Sentada, rodeada de fotos, crucifijos y los recortes de periódicos que visten buena parte del ‘Parque Monumento’ que en Trujillo se erigió en homenaje a la memoria de las víctimas de la matanza que el pueblo sufrió entre 1986 y 1994, la mujer intenta no quebrarse.

“Es que no importa el tiempo, uno no se recupera”, dice sacudiendo la cabeza y negándose a las lágrimas que la han desbordado tantas y tantas veces. En el intento de resumir el dolor, cuenta que lo ha vivido todo: su padre fue asesinado en medio del baño de sangre que fue La Violencia de los años 50. Luego ella fue mamá y entonces, de nuevo, la violencia: el paramilitarismo y el narcotráfico que en el norte del Valle asesinó a los campesinos que se organizaban exigiéndole al Gobierno que los sacara del olvido, que construyera carreteras, hospitales, escuelas; el paramilitarismo y el narcotráfico que se aliaron con la Policía y el Ejército para sacarlos corriendo y arrancarles el país.

En la vereda La Sonora, donde vivía, María Ludivia tuvo que ver varios muertos antes de huir con su esposo y sus diez hijos hasta que luego otra vez la violencia: primero fue el asesinato de Franklyn y luego, en 1996, el de su hermana y de su cuñado, que dejaron seis niños huérfanos en cercanías de Tuluá.

El Parque Monumento es uno de los testimonios más conmovedores de la grandeza de quienes han sufrido la guerra en Colombia. También es una de las pequeñas victorias de María Ludivia y, si se quiere, de las 342 víctimas de la masacre. Cuando su hijo Franklyn fue asesinado no hizo la denuncia por miedo. Pero cuando asesinaron a su hermana y a su cuñado no lo toleró más. Aceptó la visita de delegados de Derechos Humanos y decidió contarlo todo, lo que fue el comienzo de la fundación de Afavit, la Asociación de Víctimas de Trujillo, que reúne a unos 80 familiares de los muertos y desaparecidos.

Su lucha no fue fácil, nada fácil. Hay ciertas cosas que las palabras no pueden explicar. María Ludivia recuerda que escuchar los testimonios fue como volver a caminar sobre el vidrio molido del pasado. Pero tenían que hacerlo porque descubrieron que la única forma de sanar era regresar a ese camino. Y para señalar a los responsables y dignificar a sus muertos, Afavit pidió al Estado la edificación del Parque Monumento que es una suerte de museo levantado con trozos de la memoria posible: fotos de las víctimas, pinturas hechas por los familiares, cruces con sus nombres.
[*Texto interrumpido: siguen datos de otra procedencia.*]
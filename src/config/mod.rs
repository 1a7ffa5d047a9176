//! Application Configuration
//!
//! Rectification and video settings, stored in TOML format.

use anyhow::{Context, Result};
use serde::{Deserialize, Serialize};
use std::path::{Path, PathBuf};
use std::time::Duration;

use crate::error::PlateError;

/// Largest accepted rotation correction in degrees
pub const MAX_ROTATION_DEGREES: f64 = 15.0;

/// Largest accepted morphology kernel (radius must fit in a `u8`)
pub const MAX_KERNEL_SIZE: u32 = 511;

/// Largest image any stage may allocate, in pixels (64 Mpx)
pub const MAX_OUTPUT_PIXELS: u64 = 1 << 26;

/// Reject output canvases that are empty or exceed [`MAX_OUTPUT_PIXELS`]
pub fn check_output_size(width: u64, height: u64) -> Result<(), PlateError> {
    match width.checked_mul(height) {
        Some(pixels) if pixels > 0 && pixels <= MAX_OUTPUT_PIXELS => Ok(()),
        _ => Err(PlateError::InvalidConfig(format!(
            "output size {}x{} outside 1..={} pixels",
            width, height, MAX_OUTPUT_PIXELS
        ))),
    }
}

/// Application settings
#[derive(Debug, Clone, Default, PartialEq, Serialize, Deserialize)]
#[serde(default)]
pub struct AppConfig {
    /// Per-image rectification and preprocessing
    pub rectification: RectificationConfig,
    /// Video consensus settings
    pub video: VideoSettings,
}

/// Binarization threshold
#[derive(Debug, Clone, Copy, PartialEq, Eq, Default, Serialize, Deserialize)]
#[serde(rename_all = "snake_case")]
pub enum Threshold {
    /// Otsu threshold computed from the luminance histogram
    #[default]
    Auto,
    /// Fixed level; pixels above it become white
    Fixed(u8),
}

/// Morphological cleanup applied after binarization
#[derive(Debug, Clone, Copy, PartialEq, Eq, Default, Serialize, Deserialize)]
#[serde(rename_all = "snake_case")]
pub enum MorphOp {
    #[default]
    None,
    /// Shrinks white regions
    Erosion,
    /// Grows white regions
    Dilation,
}

/// Rectification and preprocessing parameters for one request
#[derive(Debug, Clone, PartialEq, Serialize, Deserialize)]
#[serde(default)]
pub struct RectificationConfig {
    /// Width / height of the output; measured from the corners when unset
    pub forced_aspect_ratio: Option<f64>,
    /// Upscale factor applied to both output dimensions (>= 1)
    pub output_scale: f64,
    /// Rotation applied after perspective correction, counter-clockwise
    pub rotation_degrees: f64,
    /// Binarization threshold
    pub threshold: Threshold,
    /// Morphological operation
    pub morph_op: MorphOp,
    /// Square kernel edge length, odd
    pub kernel_size: u32,
    /// White border added around the prepared image
    pub padding_px: u32,
    /// Output height before scaling when an aspect ratio is forced
    pub reference_height: f64,
}

impl Default for RectificationConfig {
    fn default() -> Self {
        Self {
            forced_aspect_ratio: None,
            output_scale: 1.0,
            rotation_degrees: 0.0,
            threshold: Threshold::Auto,
            morph_op: MorphOp::None,
            kernel_size: 1,
            padding_px: 20,
            reference_height: 300.0,
        }
    }
}

impl RectificationConfig {
    /// Check every field range
    pub fn validate(&self) -> Result<(), PlateError> {
        if let Some(ratio) = self.forced_aspect_ratio {
            if !ratio.is_finite() || ratio <= 0.0 {
                return Err(PlateError::InvalidConfig(format!(
                    "forced_aspect_ratio must be positive, got {}",
                    ratio
                )));
            }
        }
        if !self.output_scale.is_finite() || self.output_scale < 1.0 {
            return Err(PlateError::InvalidConfig(format!(
                "output_scale must be >= 1, got {}",
                self.output_scale
            )));
        }
        if !self.rotation_degrees.is_finite()
            || self.rotation_degrees.abs() > MAX_ROTATION_DEGREES
        {
            return Err(PlateError::InvalidConfig(format!(
                "rotation_degrees must lie in [-{max}, {max}], got {}",
                self.rotation_degrees,
                max = MAX_ROTATION_DEGREES
            )));
        }
        self.validate_kernel()?;
        if !self.reference_height.is_finite() || self.reference_height <= 0.0 {
            return Err(PlateError::InvalidConfig(format!(
                "reference_height must be positive, got {}",
                self.reference_height
            )));
        }
        Ok(())
    }

    /// Kernel checks only; preprocessing does not depend on the geometry fields
    pub fn validate_kernel(&self) -> Result<(), PlateError> {
        if self.kernel_size == 0 || self.kernel_size % 2 == 0 {
            return Err(PlateError::InvalidConfig(format!(
                "kernel_size must be a positive odd number, got {}",
                self.kernel_size
            )));
        }
        if self.kernel_size > MAX_KERNEL_SIZE {
            return Err(PlateError::InvalidConfig(format!(
                "kernel_size must be at most {}, got {}",
                MAX_KERNEL_SIZE, self.kernel_size
            )));
        }
        Ok(())
    }
}

/// Video consensus settings
#[derive(Debug, Clone, PartialEq, Serialize, Deserialize)]
#[serde(default)]
pub struct VideoSettings {
    /// Frames to sample from the requested window
    pub frame_count: usize,
    /// Worker threads preparing frames
    pub workers: usize,
    /// Recognizer instances shared by the workers
    pub recognizers: usize,
    /// Request deadline in milliseconds; 0 disables it
    pub timeout_ms: u64,
    /// Normalized readings shorter than this do not vote
    pub min_text_len: usize,
}

impl Default for VideoSettings {
    fn default() -> Self {
        Self {
            frame_count: 10,
            workers: 4,
            recognizers: 1,
            timeout_ms: 30_000,
            min_text_len: 3,
        }
    }
}

impl VideoSettings {
    /// Deadline as a duration, `None` when disabled
    pub fn timeout(&self) -> Option<Duration> {
        (self.timeout_ms > 0).then(|| Duration::from_millis(self.timeout_ms))
    }

    pub fn validate(&self) -> Result<(), PlateError> {
        if self.frame_count == 0 {
            return Err(PlateError::InvalidConfig(
                "frame_count must be at least 1".to_string(),
            ));
        }
        if self.workers == 0 {
            return Err(PlateError::InvalidConfig(
                "workers must be at least 1".to_string(),
            ));
        }
        if self.recognizers == 0 {
            return Err(PlateError::InvalidConfig(
                "recognizers must be at least 1".to_string(),
            ));
        }
        Ok(())
    }
}

/// Default location of `config.toml`
pub fn default_config_path() -> Result<PathBuf> {
    let proj_dirs = directories::ProjectDirs::from("com", "platelens", "PlateLens")
        .ok_or_else(|| anyhow::anyhow!("Could not determine config directory"))?;

    Ok(proj_dirs.config_dir().join("config.toml"))
}

/// Load configuration from file
pub fn load_config(path: &Path) -> Result<AppConfig> {
    let content = std::fs::read_to_string(path)
        .with_context(|| format!("Failed to read config file {:?}", path))?;
    let config: AppConfig = toml::from_str(&content)
        .with_context(|| format!("Failed to parse config file {:?}", path))?;
    Ok(config)
}

/// Load configuration, falling back to defaults when the file is absent
pub fn load_or_default(path: &Path) -> Result<AppConfig> {
    if path.exists() {
        load_config(path)
    } else {
        Ok(AppConfig::default())
    }
}

/// Save configuration to file
pub fn save_config(config: &AppConfig, path: &Path) -> Result<()> {
    if let Some(parent) = path.parent() {
        std::fs::create_dir_all(parent)?;
    }
    let content = toml::to_string_pretty(config)?;
    std::fs::write(path, content)?;
    Ok(())
}

#[cfg(test)]
mod tests {
    use super::*;
    use std::io::Write;
    use tempfile::NamedTempFile;

    #[test]
    fn test_default_config() {
        let config = AppConfig::default();

        assert!(config.rectification.forced_aspect_ratio.is_none());
        assert_eq!(config.rectification.output_scale, 1.0);
        assert_eq!(config.rectification.threshold, Threshold::Auto);
        assert_eq!(config.rectification.morph_op, MorphOp::None);
        assert_eq!(config.rectification.kernel_size, 1);
        assert_eq!(config.rectification.padding_px, 20);
        assert!(config.rectification.validate().is_ok());

        assert_eq!(config.video.frame_count, 10);
        assert_eq!(config.video.min_text_len, 3);
        assert!(config.video.validate().is_ok());
    }

    #[test]
    fn test_validate_rejects_out_of_range() {
        let bad = [
            RectificationConfig { forced_aspect_ratio: Some(0.0), ..Default::default() },
            RectificationConfig { forced_aspect_ratio: Some(-2.0), ..Default::default() },
            RectificationConfig { output_scale: 0.5, ..Default::default() },
            RectificationConfig { rotation_degrees: 20.0, ..Default::default() },
            RectificationConfig { kernel_size: 4, ..Default::default() },
            RectificationConfig { kernel_size: 0, ..Default::default() },
            RectificationConfig { reference_height: 0.0, ..Default::default() },
        ];

        for config in bad {
            assert!(
                matches!(config.validate(), Err(PlateError::InvalidConfig(_))),
                "accepted {:?}",
                config
            );
        }
    }

    #[test]
    fn test_check_output_size() {
        assert!(check_output_size(300, 75).is_ok());
        assert!(check_output_size(8192, 8192).is_ok());
        assert!(matches!(check_output_size(8193, 8192), Err(PlateError::InvalidConfig(_))));
        assert!(matches!(check_output_size(0, 10), Err(PlateError::InvalidConfig(_))));
        assert!(check_output_size(u64::MAX, u64::MAX).is_err());
    }

    #[test]
    fn test_timeout_disabled_at_zero() {
        let settings = VideoSettings { timeout_ms: 0, ..Default::default() };
        assert!(settings.timeout().is_none());
        assert_eq!(
            VideoSettings::default().timeout(),
            Some(Duration::from_secs(30))
        );
    }

    #[test]
    fn test_config_serialization_roundtrip() {
        let mut config = AppConfig::default();
        config.rectification.forced_aspect_ratio = Some(4.0);
        config.rectification.threshold = Threshold::Fixed(140);
        config.rectification.morph_op = MorphOp::Dilation;
        config.rectification.kernel_size = 3;

        let toml_str = toml::to_string_pretty(&config).unwrap();
        let parsed: AppConfig = toml::from_str(&toml_str).unwrap();

        assert_eq!(config, parsed);
    }

    #[test]
    fn test_partial_file_uses_defaults() {
        let parsed: AppConfig = toml::from_str(
            "[rectification]\noutput_scale = 2.0\nmorph_op = \"erosion\"\n",
        )
        .unwrap();

        assert_eq!(parsed.rectification.output_scale, 2.0);
        assert_eq!(parsed.rectification.morph_op, MorphOp::Erosion);
        assert_eq!(parsed.rectification.padding_px, 20);
        assert_eq!(parsed.video, VideoSettings::default());
    }

    #[test]
    fn test_save_and_load_config() {
        let config = AppConfig::default();
        let temp_file = NamedTempFile::new().unwrap();

        save_config(&config, temp_file.path()).unwrap();
        let loaded = load_config(temp_file.path()).unwrap();

        assert_eq!(config, loaded);
    }

    #[test]
    fn test_load_config_file_not_found() {
        let result = load_config(Path::new("/nonexistent/path/config.toml"));
        assert!(result.is_err());

        let fallback = load_or_default(Path::new("/nonexistent/path/config.toml")).unwrap();
        assert_eq!(fallback, AppConfig::default());
    }

    #[test]
    fn test_load_config_invalid_toml() {
        let mut temp_file = NamedTempFile::new().unwrap();
        writeln!(temp_file, "this is not valid toml {{{{").unwrap();

        let result = load_config(temp_file.path());
        assert!(result.is_err());
    }
}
La construcción, blanca y rodeada de jardines sobre la parte más alta de la cabecera municipal, también es una especie de centro de sanación; allí, a través de talleres, quienes perdieron a los suyos han aprendido a lidiar con el dolor. Atrás del museo hay un mausoleo con los restos de las víctimas y en cada tumba está la figura en cemento de los que se fueron, hechas por las manos de los que sobrevivieron. A pesar de todo el horror, sin embargo, lo que predomina en el recinto no es la bajeza de los asesinos sino la dignidad de tantas voluntades que fueron superiores a la guerra y supieron vencerla en el amor.

Desde hace veinte años, María Ludivia abre de lunes a sábado el Parque Monumento, que apoyado por el Consejo Departamental de Paz, ofrece no solo la dignificación de la historia sino también talleres de danza, de pintura y canto para las cerca de cien personas que llegan allí diariamente. Hay ciertas cosas que las palabras no pueden explicar: una mujer que pierde a su hijo en la guerra y ahora se dedica a ayudar a nacer a otros, por ejemlo.

“Después de tanto sufrir hay que sanar, hay que perdonar”, dice ella, sentada en medio de las crucifijos, las fotos y los recortes de periódico.